Collected data
▶
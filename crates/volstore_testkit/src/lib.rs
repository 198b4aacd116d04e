//! # volstore Testkit
//!
//! Test utilities for volstore.
//!
//! This crate provides:
//! - Crash injection around any storage backend
//! - Test stores on temporary directories and in-process remote media
//! - Helpers that populate volumes with a known garbage fraction
//!
//! ## Usage
//!
//! ```rust
//! use volstore_core::VolumeId;
//! use volstore_testkit::prelude::*;
//!
//! let store = TestStore::disk();
//! let volume = store.create_volume(VolumeId::new(1)).unwrap();
//! let population = populate_with_garbage(&volume, 50, 512, 0.4).unwrap();
//! verify_population(&volume, &population).unwrap();
//! ```

#![deny(unsafe_code)]
#![warn(missing_docs)]

pub mod crash;
pub mod fixtures;

/// Prelude module for convenient imports
pub mod prelude {
    pub use crate::crash::*;
    pub use crate::fixtures::*;
}

pub use crash::*;
pub use fixtures::*;
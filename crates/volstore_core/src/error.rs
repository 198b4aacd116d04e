//! Error types for volstore core.

use crate::types::{NeedleId, VolumeId};
use crate::vacuum::VacuumPhase;
use thiserror::Error;

/// Result type for core operations.
pub type CoreResult<T> = Result<T, CoreError>;

/// Errors that can occur in volume and vacuum operations.
#[derive(Debug, Error)]
pub enum CoreError {
    /// Storage backend error.
    #[error("storage error: {0}")]
    Storage(#[from] volstore_storage::StorageError),

    /// No such volume.
    #[error("volume {volume} not found")]
    VolumeNotFound {
        /// The volume requested.
        volume: VolumeId,
    },

    /// A volume with this id already exists.
    #[error("volume {volume} already exists")]
    VolumeExists {
        /// The conflicting volume.
        volume: VolumeId,
    },

    /// The volume is read-only or sealed.
    #[error("volume {volume} is read-only")]
    ReadOnly {
        /// The volume written to.
        volume: VolumeId,
    },

    /// A vacuum holds the volume.
    #[error("vacuum in progress on volume {volume}")]
    VacuumInProgress {
        /// The volume being vacuumed.
        volume: VolumeId,
    },

    /// A vacuum phase was invoked out of order.
    #[error("cannot {operation} volume {volume} in phase {phase}")]
    InvalidPhase {
        /// The volume.
        volume: VolumeId,
        /// Phase the volume is in.
        phase: VacuumPhase,
        /// The rejected operation.
        operation: &'static str,
    },

    /// No such needle.
    #[error("needle {needle} not found in volume {volume}")]
    NeedleNotFound {
        /// The volume searched.
        volume: VolumeId,
        /// The needle requested.
        needle: NeedleId,
    },

    /// The volume is not sealed.
    #[error("volume {volume} is not sealed")]
    NotSealed {
        /// The volume.
        volume: VolumeId,
    },

    /// A data file is structurally invalid.
    #[error("corrupted volume file {path} at offset {offset}: {message}")]
    Corrupted {
        /// Logical path of the file.
        path: String,
        /// Offset of the bad structure.
        offset: u64,
        /// Description of the corruption.
        message: String,
    },

    /// Needle data failed its checksum.
    #[error("checksum mismatch on needle {needle}: expected {expected:08x}, got {actual:08x}")]
    ChecksumMismatch {
        /// The needle read.
        needle: NeedleId,
        /// Stored checksum.
        expected: u32,
        /// Computed checksum.
        actual: u32,
    },

    /// A compaction stopped before completing.
    #[error("compaction of volume {volume} aborted: {reason}")]
    CompactionAborted {
        /// The volume.
        volume: VolumeId,
        /// Why it stopped.
        reason: String,
    },

    /// Operation not permitted.
    #[error("invalid operation: {message}")]
    InvalidOperation {
        /// Description of why operation is invalid.
        message: String,
    },
}

impl CoreError {
    /// Creates a corruption error.
    pub fn corrupted(path: impl Into<String>, offset: u64, message: impl Into<String>) -> Self {
        Self::Corrupted {
            path: path.into(),
            offset,
            message: message.into(),
        }
    }

    /// Creates a compaction aborted error.
    pub fn compaction_aborted(volume: VolumeId, reason: impl Into<String>) -> Self {
        Self::CompactionAborted {
            volume,
            reason: reason.into(),
        }
    }

    /// Creates an invalid operation error.
    pub fn invalid_operation(message: impl Into<String>) -> Self {
        Self::InvalidOperation {
            message: message.into(),
        }
    }

    /// Creates an invalid phase error.
    pub fn invalid_phase(volume: VolumeId, phase: VacuumPhase, operation: &'static str) -> Self {
        Self::InvalidPhase {
            volume,
            phase,
            operation,
        }
    }

    /// Returns true if the storage medium is unusable.
    #[must_use]
    pub fn is_fatal(&self) -> bool {
        matches!(self, Self::Storage(e) if e.is_fatal())
    }
}
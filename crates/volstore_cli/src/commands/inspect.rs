//! Inspect command implementation.

use super::Context;
use serde::Serialize;
use volstore_core::VolumeInfo;

/// Volume inspection result.
#[derive(Debug, Serialize)]
pub struct InspectResult {
    /// Volume directory.
    pub path: String,
    /// Volume id.
    pub volume: u32,
    /// Generation being served.
    pub generation: u64,
    /// Data file size in bytes.
    pub size: u64,
    /// Number of live needles.
    pub needle_count: usize,
    /// Bytes of records backing live needles.
    pub live_bytes: u64,
    /// Bytes compaction can reclaim.
    pub garbage_bytes: u64,
    /// Reclaimable fraction of the data file.
    pub garbage_ratio: f64,
    /// Whether writes are refused.
    pub read_only: bool,
    /// Whether the volume is sealed.
    pub sealed: bool,
    /// Vacuum phase.
    pub phase: String,
}

impl InspectResult {
    fn new(path: String, info: &VolumeInfo) -> Self {
        Self {
            path,
            volume: info.id.as_u32(),
            generation: info.generation.as_u64(),
            size: info.size,
            needle_count: info.needle_count,
            live_bytes: info.live_bytes,
            garbage_bytes: info.garbage_bytes,
            garbage_ratio: info.garbage_ratio,
            read_only: info.read_only,
            sealed: info.sealed,
            phase: info.phase.to_string(),
        }
    }
}

/// Runs the inspect command.
pub fn run(ctx: &Context, volume: u32, format: &str) -> Result<(), Box<dyn std::error::Error>> {
    let info = ctx.volume(volume)?.info();
    let result = InspectResult::new(ctx.path().display().to_string(), &info);

    match format {
        "json" => {
            println!("{}", serde_json::to_string_pretty(&result)?);
        }
        _ => {
            print_text_output(&result);
        }
    }

    Ok(())
}

fn print_text_output(result: &InspectResult) {
    println!("volstore Volume Inspection");
    println!("==========================");
    println!("Path:          {}", result.path);
    println!("Volume:        {}", result.volume);
    println!("Generation:    {}", result.generation);
    println!();
    println!("Size:          {}", format_bytes(result.size));
    println!("Needles:       {}", result.needle_count);
    println!("Live bytes:    {}", format_bytes(result.live_bytes));
    println!("Garbage bytes: {}", format_bytes(result.garbage_bytes));
    println!("Garbage ratio: {:.3}", result.garbage_ratio);
    println!();
    println!("Read-only:     {}", result.read_only);
    println!("Sealed:        {}", result.sealed);
    println!("Vacuum phase:  {}", result.phase);
}

/// Formats a byte count with a binary unit.
pub fn format_bytes(bytes: u64) -> String {
    const KB: u64 = 1024;
    const MB: u64 = KB * 1024;
    const GB: u64 = MB * 1024;

    if bytes >= GB {
        format!("{:.2} GiB", bytes as f64 / GB as f64)
    } else if bytes >= MB {
        format!("{:.2} MiB", bytes as f64 / MB as f64)
    } else if bytes >= KB {
        format!("{:.2} KiB", bytes as f64 / KB as f64)
    } else {
        format!("{bytes} B")
    }
}
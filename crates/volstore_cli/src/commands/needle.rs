//! Needle access commands.

use super::Context;
use std::io::Write;
use std::path::Path;
use volstore_core::NeedleId;

/// Runs the put command.
pub fn put(
    ctx: &Context,
    volume: u32,
    needle: u64,
    file: &Path,
) -> Result<(), Box<dyn std::error::Error>> {
    let data = std::fs::read(file)?;
    let target = ctx.volume(volume)?;
    let location = target.write_needle(NeedleId::new(needle), &data)?;
    target.sync()?;

    println!(
        "Stored needle {} ({} bytes) at offset {}",
        NeedleId::new(needle),
        data.len(),
        location.offset
    );
    Ok(())
}

/// Runs the get command.
pub fn get(
    ctx: &Context,
    volume: u32,
    needle: u64,
    output: Option<&Path>,
) -> Result<(), Box<dyn std::error::Error>> {
    let data = ctx.volume(volume)?.read_needle(NeedleId::new(needle))?;
    match output {
        Some(path) => std::fs::write(path, &data)?,
        None => {
            let mut stdout = std::io::stdout().lock();
            stdout.write_all(&data)?;
            stdout.flush()?;
        }
    }
    Ok(())
}

/// Runs the delete command.
pub fn delete(ctx: &Context, volume: u32, needle: u64) -> Result<(), Box<dyn std::error::Error>> {
    let target = ctx.volume(volume)?;
    target.delete_needle(NeedleId::new(needle))?;
    target.sync()?;
    println!("Deleted needle {}", NeedleId::new(needle));
    Ok(())
}
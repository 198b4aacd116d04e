//! In-memory needle index.
//!
//! The map is rebuilt by scanning the data file when a volume opens. It
//! also keeps the byte accounting the vacuum check reads: every record
//! that no longer backs a live needle (superseded puts, deleted puts and
//! the tombstones themselves) counts as garbage.

use crate::types::NeedleId;
use std::collections::HashMap;

/// Where a live needle's record sits in the data file.
#[derive(Debug, Clone, Copy, PartialEq, Eq)]
pub struct NeedleLocation {
    /// Offset of the record header.
    pub offset: u64,
    /// Length of the data.
    pub data_len: u32,
    /// Padded length of the whole record.
    pub record_len: u64,
}

/// Index of live needles in one generation.
#[derive(Debug, Clone, Default)]
pub struct NeedleMap {
    entries: HashMap<NeedleId, NeedleLocation>,
    live_bytes: u64,
    garbage_bytes: u64,
}

impl NeedleMap {
    /// Creates an empty map.
    #[must_use]
    pub fn new() -> Self {
        Self::default()
    }

    /// Records a put, superseding any previous record of the needle.
    pub fn put(&mut self, id: NeedleId, location: NeedleLocation) -> Option<NeedleLocation> {
        self.live_bytes += location.record_len;
        let previous = self.entries.insert(id, location);
        if let Some(old) = previous {
            self.live_bytes -= old.record_len;
            self.garbage_bytes += old.record_len;
        }
        previous
    }

    /// Records a tombstone of `tombstone_len` bytes for `id`.
    pub fn delete(&mut self, id: NeedleId, tombstone_len: u64) -> Option<NeedleLocation> {
        self.garbage_bytes += tombstone_len;
        let previous = self.entries.remove(&id);
        if let Some(old) = previous {
            self.live_bytes -= old.record_len;
            self.garbage_bytes += old.record_len;
        }
        previous
    }

    /// Looks up a live needle.
    #[must_use]
    pub fn get(&self, id: NeedleId) -> Option<NeedleLocation> {
        self.entries.get(&id).copied()
    }

    /// Returns the number of live needles.
    #[must_use]
    pub fn len(&self) -> usize {
        self.entries.len()
    }

    /// Returns true if no needle is live.
    #[must_use]
    pub fn is_empty(&self) -> bool {
        self.entries.is_empty()
    }

    /// Bytes of records backing live needles.
    #[must_use]
    pub fn live_bytes(&self) -> u64 {
        self.live_bytes
    }

    /// Bytes of records compaction can drop.
    #[must_use]
    pub fn garbage_bytes(&self) -> u64 {
        self.garbage_bytes
    }

    /// Returns live needles in ascending offset order.
    #[must_use]
    pub fn live_by_offset(&self) -> Vec<(NeedleId, NeedleLocation)> {
        let mut live: Vec<_> = self.entries.iter().map(|(id, loc)| (*id, *loc)).collect();
        live.sort_by_key(|(_, loc)| loc.offset);
        live
    }
}
//! Vacuum phases and the per-volume vacuum state.

use crate::types::Generation;
use crate::volume::ActiveGeneration;
use std::fmt;

/// Where a volume is in the vacuum lifecycle.
///
/// ```text
/// Idle -> Checking -> Idle
/// Idle -> Compacting -> Compacted -> Committing -> CleaningUp -> Idle
///            |              |            |
///            v              v            v
///         Aborted        (discard)   Compacted
/// ```
#[derive(Debug, Clone, Copy, PartialEq, Eq, Default)]
pub enum VacuumPhase {
    /// No vacuum activity.
    #[default]
    Idle,
    /// Computing the garbage ratio.
    Checking,
    /// Copying live needles into the next generation.
    Compacting,
    /// Compaction finished; the result awaits commit.
    Compacted,
    /// Swapping the compacted generation in.
    Committing,
    /// Committed; older generation files await removal.
    CleaningUp,
    /// The last compaction was abandoned.
    Aborted,
}

impl VacuumPhase {
    /// Returns true while a compaction or commit owns the volume.
    #[must_use]
    pub const fn is_busy(self) -> bool {
        matches!(self, Self::Checking | Self::Compacting | Self::Committing)
    }
}

impl fmt::Display for VacuumPhase {
    fn fmt(&self, f: &mut fmt::Formatter<'_>) -> fmt::Result {
        let name = match self {
            Self::Idle => "idle",
            Self::Checking => "checking",
            Self::Compacting => "compacting",
            Self::Compacted => "compacted",
            Self::Committing => "committing",
            Self::CleaningUp => "cleaning-up",
            Self::Aborted => "aborted",
        };
        f.write_str(name)
    }
}

/// Progress of one compaction.
#[derive(Debug, Clone, PartialEq)]
pub struct VacuumSession {
    /// Generation being compacted.
    pub source: Generation,
    /// Generation being written.
    pub destination: Generation,
    /// Garbage ratio when the compaction started.
    pub garbage_ratio: f64,
    /// Bytes of live records copied so far.
    pub processed_bytes: u64,
    /// Bytes of live records to copy.
    pub total_bytes: u64,
}

/// One progress sample yielded by a compaction.
#[derive(Debug, Clone, Copy, PartialEq)]
pub struct CompactProgress {
    /// Bytes of live records copied so far.
    pub processed_bytes: u64,
    /// System 1-minute load average, or 0.0 where unavailable.
    pub load_avg_1m: f32,
}

/// Result of a successful commit.
#[derive(Debug, Clone, Copy, PartialEq, Eq)]
pub struct CommitOutcome {
    /// Whether the volume refuses writes after the commit.
    pub is_read_only: bool,
    /// Size of the committed data file.
    pub volume_size: u64,
}

#[derive(Debug, Default)]
pub(crate) struct VacuumState {
    pub(crate) phase: VacuumPhase,
    pub(crate) session: Option<VacuumSession>,
    /// Compacted generation waiting for commit.
    pub(crate) pending: Option<ActiveGeneration>,
}

impl VacuumState {
    pub(crate) fn new(phase: VacuumPhase) -> Self {
        Self {
            phase,
            session: None,
            pending: None,
        }
    }
}
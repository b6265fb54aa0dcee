use identity_service::config::Config;
use identity_service::handlers::AppState;
use identity_service::otp::{LogNotifier, Notifier, OtpStore, RedisOtpStore, WebhookNotifier};
use identity_service::repositories::{
    PgActorRepository, PgEventRegistrationRepository, PgEventRepository,
};
use identity_service::routes;
use identity_service::services::{
    EnrollmentPolicy, EnrollmentService, EventService, IdentityService, OtpIssuer, OtpPolicy,
    TokenMinter,
};
use std::net::SocketAddr;
use std::sync::Arc;
use tracing::{error, info, warn};
use tracing_subscriber::{layer::SubscriberExt, util::SubscriberInitExt};

#[tokio::main]
async fn main() -> Result<(), Box<dyn std::error::Error>> {
    // Initialize tracing
    tracing_subscriber::registry()
        .with(
            tracing_subscriber::EnvFilter::try_from_default_env()
                .unwrap_or_else(|_| "identity_service=debug,tower_http=debug".into()),
        )
        .with(tracing_subscriber::fmt::layer())
        .init();

    info!("Starting Identity Service");

    // Load configuration
    let config = Config::from_env().map_err(|e| {
        error!("Failed to load configuration: {}", e);
        e
    })?;

    info!("Configuration loaded successfully");

    // Metrics recorder must be installed before any counter is touched
    let metrics_handle = routes::init_metrics_recorder().map_err(|e| {
        error!("Failed to install metrics recorder: {}", e);
        e
    })?;

    // Initialize database connection pool
    info!("Connecting to database...");
    let db_pool = sqlx::postgres::PgPoolOptions::new()
        .max_connections(config.database.max_connections)
        .connect(&config.database.url)
        .await
        .map_err(|e| {
            error!("Failed to connect to database: {}", e);
            e
        })?;

    sqlx::migrate!("../../migrations")
        .run(&db_pool)
        .await
        .map_err(|e| {
            error!("Failed to run migrations: {}", e);
            e
        })?;

    info!("Database connection established");

    // One-time codes live in Redis
    let otp_store: Arc<dyn OtpStore> = Arc::new(RedisOtpStore::connect(&config.redis.url).await?);

    let notifier: Arc<dyn Notifier> = match config.notifier_url.clone() {
        Some(url) => Arc::new(WebhookNotifier::new(url)?),
        None => {
            warn!("NOTIFIER_URL not set, one-time codes will only be logged");
            Arc::new(LogNotifier)
        }
    };

    let otp = OtpIssuer::new(
        otp_store,
        notifier,
        OtpPolicy {
            ttl: config.otp_ttl,
            saga_ttl: config.registration_saga_ttl,
            invalidate_on_confirm: config.invalidate_otp_on_confirm,
        },
    );

    let tokens = Arc::new(TokenMinter::new(
        config.jwt_signing_secret,
        config.access_token_ttl,
        config.refresh_token_ttl,
    )?);

    let actors = Arc::new(PgActorRepository::new(db_pool.clone()));
    let events = Arc::new(PgEventRepository::new(db_pool.clone()));
    let registrations = Arc::new(PgEventRegistrationRepository::new(db_pool));

    // Create application state
    let state = Arc::new(AppState {
        identity: IdentityService::new(actors.clone(), otp, tokens, config.bcrypt_cost)?,
        events: EventService::new(events.clone()),
        enrollment: EnrollmentService::new(
            events,
            registrations,
            actors,
            EnrollmentPolicy {
                buffer_hours: config.enrollment_buffer_hours,
                min_lead_hours: config.enrollment_min_lead_hours,
                enforce_branch_conflict: config.enforce_branch_conflict,
            },
        ),
    });

    // Build application routes
    let app = routes::build_routes(state, metrics_handle);

    // Parse bind address
    let addr: SocketAddr = config.bind_address.parse().map_err(|e| {
        error!("Invalid bind address: {}", e);
        e
    })?;

    info!("Identity Service listening on {}", addr);

    // Start server with ConnectInfo support
    let listener = tokio::net::TcpListener::bind(addr).await?;
    axum::serve(
        listener,
        app.into_make_service_with_connect_info::<SocketAddr>(),
    )
    .await?;

    Ok(())
}
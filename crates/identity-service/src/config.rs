use base64::{engine::general_purpose, Engine as _};
use common::config::{DatabaseConfig, RedisConfig, DEFAULT_DB_MAX_CONNECTIONS};
use common::secret::SecretBox;
use std::collections::HashMap;
use std::env;
use std::time::Duration;
use thiserror::Error;

/// Default bcrypt cost factor for password hashing.
pub const DEFAULT_BCRYPT_COST: u32 = 12;

/// Minimum accepted bcrypt cost. Lower values hash too quickly to resist
/// offline guessing.
pub const MIN_BCRYPT_COST: u32 = 10;

/// Maximum accepted bcrypt cost. Higher values make login unacceptably slow.
pub const MAX_BCRYPT_COST: u32 = 14;

/// Minimum length of the decoded token signing secret, in bytes.
pub const MIN_SIGNING_SECRET_BYTES: usize = 32;

pub const DEFAULT_BIND_ADDRESS: &str = "0.0.0.0:8083";
pub const DEFAULT_ACCESS_TOKEN_TTL_SECONDS: u64 = 3600;
pub const DEFAULT_REFRESH_TOKEN_TTL_SECONDS: u64 = 86_400;
pub const DEFAULT_OTP_TTL_SECONDS: u64 = 120;
pub const DEFAULT_REGISTRATION_SAGA_TTL_SECONDS: u64 = 900;
pub const DEFAULT_ENROLLMENT_BUFFER_HOURS: f64 = 5.0;
pub const DEFAULT_ENROLLMENT_MIN_LEAD_HOURS: f64 = 3.0;

#[derive(Debug)]
pub struct Config {
    pub database: DatabaseConfig,
    pub redis: RedisConfig,
    pub bind_address: String,
    /// HMAC key for access and refresh tokens.
    pub jwt_signing_secret: SecretBox<Vec<u8>>,
    pub bcrypt_cost: u32,
    pub access_token_ttl: Duration,
    pub refresh_token_ttl: Duration,
    pub otp_ttl: Duration,
    pub registration_saga_ttl: Duration,
    pub invalidate_otp_on_confirm: bool,
    pub enrollment_buffer_hours: f64,
    pub enrollment_min_lead_hours: f64,
    pub enforce_branch_conflict: bool,
    /// Mail relay endpoint. `None` selects the logging notifier.
    pub notifier_url: Option<String>,
}

#[derive(Debug, Error)]
pub enum ConfigError {
    #[error("Missing required environment variable: {0}")]
    MissingEnvVar(String),

    #[error("Invalid signing secret: {0}")]
    InvalidSigningSecret(String),

    #[error("Invalid value for {name}: {reason}")]
    InvalidValue { name: String, reason: String },

    #[error("Base64 decode error: {0}")]
    Base64Error(#[from] base64::DecodeError),
}

impl Config {
    /// Load configuration from environment variables
    pub fn from_env() -> Result<Self, ConfigError> {
        Self::from_vars(&env::vars().collect())
    }

    /// Load configuration from a HashMap (for testing)
    pub fn from_vars(vars: &HashMap<String, String>) -> Result<Self, ConfigError> {
        let database_url = required(vars, "DATABASE_URL")?;
        let redis_url = required(vars, "REDIS_URL")?;

        let bind_address = vars
            .get("BIND_ADDRESS")
            .cloned()
            .unwrap_or_else(|| DEFAULT_BIND_ADDRESS.to_string());

        let secret_base64 = required(vars, "JWT_SIGNING_SECRET")?;
        let secret = general_purpose::STANDARD
            .decode(secret_base64.trim())
            .map_err(ConfigError::Base64Error)?;
        if secret.len() < MIN_SIGNING_SECRET_BYTES {
            return Err(ConfigError::InvalidSigningSecret(format!(
                "Expected at least {} bytes, got {}",
                MIN_SIGNING_SECRET_BYTES,
                secret.len()
            )));
        }

        let bcrypt_cost = parse_or(vars, "BCRYPT_COST", DEFAULT_BCRYPT_COST)?;
        if !(MIN_BCRYPT_COST..=MAX_BCRYPT_COST).contains(&bcrypt_cost) {
            return Err(invalid(
                "BCRYPT_COST",
                format!(
                    "must be between {} and {}, got {}",
                    MIN_BCRYPT_COST, MAX_BCRYPT_COST, bcrypt_cost
                ),
            ));
        }

        let access_ttl = parse_or(
            vars,
            "ACCESS_TOKEN_TTL_SECONDS",
            DEFAULT_ACCESS_TOKEN_TTL_SECONDS,
        )?;
        let refresh_ttl = parse_or(
            vars,
            "REFRESH_TOKEN_TTL_SECONDS",
            DEFAULT_REFRESH_TOKEN_TTL_SECONDS,
        )?;
        if access_ttl == 0 {
            return Err(invalid("ACCESS_TOKEN_TTL_SECONDS", "must be positive"));
        }
        if refresh_ttl <= access_ttl {
            return Err(invalid(
                "REFRESH_TOKEN_TTL_SECONDS",
                "must be greater than ACCESS_TOKEN_TTL_SECONDS",
            ));
        }

        let otp_ttl = parse_or(vars, "OTP_TTL_SECONDS", DEFAULT_OTP_TTL_SECONDS)?;
        if otp_ttl == 0 {
            return Err(invalid("OTP_TTL_SECONDS", "must be positive"));
        }
        let saga_ttl = parse_or(
            vars,
            "REGISTRATION_SAGA_TTL_SECONDS",
            DEFAULT_REGISTRATION_SAGA_TTL_SECONDS,
        )?;
        if saga_ttl == 0 {
            return Err(invalid("REGISTRATION_SAGA_TTL_SECONDS", "must be positive"));
        }

        let buffer_hours = parse_or(
            vars,
            "ENROLLMENT_BUFFER_HOURS",
            DEFAULT_ENROLLMENT_BUFFER_HOURS,
        )?;
        let min_lead_hours = parse_or(
            vars,
            "ENROLLMENT_MIN_LEAD_HOURS",
            DEFAULT_ENROLLMENT_MIN_LEAD_HOURS,
        )?;
        if !buffer_hours.is_finite() || buffer_hours < 0.0 {
            return Err(invalid("ENROLLMENT_BUFFER_HOURS", "must be non-negative"));
        }
        if !min_lead_hours.is_finite() || min_lead_hours < 0.0 {
            return Err(invalid("ENROLLMENT_MIN_LEAD_HOURS", "must be non-negative"));
        }

        let max_connections = parse_or(vars, "DB_MAX_CONNECTIONS", DEFAULT_DB_MAX_CONNECTIONS)?;
        if max_connections == 0 {
            return Err(invalid("DB_MAX_CONNECTIONS", "must be positive"));
        }

        let notifier_url = vars
            .get("NOTIFIER_URL")
            .map(|url| url.trim().to_string())
            .filter(|url| !url.is_empty());

        Ok(Config {
            database: DatabaseConfig {
                url: database_url,
                max_connections,
            },
            redis: RedisConfig { url: redis_url },
            bind_address,
            jwt_signing_secret: SecretBox::new(Box::new(secret)),
            bcrypt_cost,
            access_token_ttl: Duration::from_secs(access_ttl),
            refresh_token_ttl: Duration::from_secs(refresh_ttl),
            otp_ttl: Duration::from_secs(otp_ttl),
            registration_saga_ttl: Duration::from_secs(saga_ttl),
            invalidate_otp_on_confirm: parse_bool_or(vars, "INVALIDATE_OTP_ON_CONFIRM", true)?,
            enrollment_buffer_hours: buffer_hours,
            enrollment_min_lead_hours: min_lead_hours,
            enforce_branch_conflict: parse_bool_or(vars, "ENFORCE_BRANCH_CONFLICT", false)?,
            notifier_url,
        })
    }
}

fn required(vars: &HashMap<String, String>, name: &str) -> Result<String, ConfigError> {
    vars.get(name)
        .cloned()
        .ok_or_else(|| ConfigError::MissingEnvVar(name.to_string()))
}

fn invalid(name: &str, reason: impl Into<String>) -> ConfigError {
    ConfigError::InvalidValue {
        name: name.to_string(),
        reason: reason.into(),
    }
}

fn parse_or<T>(vars: &HashMap<String, String>, name: &str, default: T) -> Result<T, ConfigError>
where
    T: std::str::FromStr,
    T::Err: std::fmt::Display,
{
    match vars.get(name) {
        Some(raw) => raw
            .trim()
            .parse::<T>()
            .map_err(|e| invalid(name, e.to_string())),
        None => Ok(default),
    }
}

fn parse_bool_or(
    vars: &HashMap<String, String>,
    name: &str,
    default: bool,
) -> Result<bool, ConfigError> {
    match vars.get(name).map(|raw| raw.trim().to_ascii_lowercase()) {
        None => Ok(default),
        Some(value) => match value.as_str() {
            "true" | "1" | "yes" => Ok(true),
            "false" | "0" | "no" => Ok(false),
            other => Err(invalid(name, format!("expected a boolean, got '{}'", other))),
        },
    }
}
◀
▶ **EXERCISE DESCRIPTION**: Repeat only what lies between the first line of the data and the line containing "in-process remote media", both of those lines included, exactly as it stands.

▶ **RESULT FOR THIS TASK**:
filename crates/volstore_testkit/src/lib.rs
repository 198b4aacd116d04e
//! # volstore Testkit
//!
//! Test utilities for volstore.
//!
//! This crate provides:
//! - Crash injection around any storage backend
//! - Test stores on temporary directories and in-process remote media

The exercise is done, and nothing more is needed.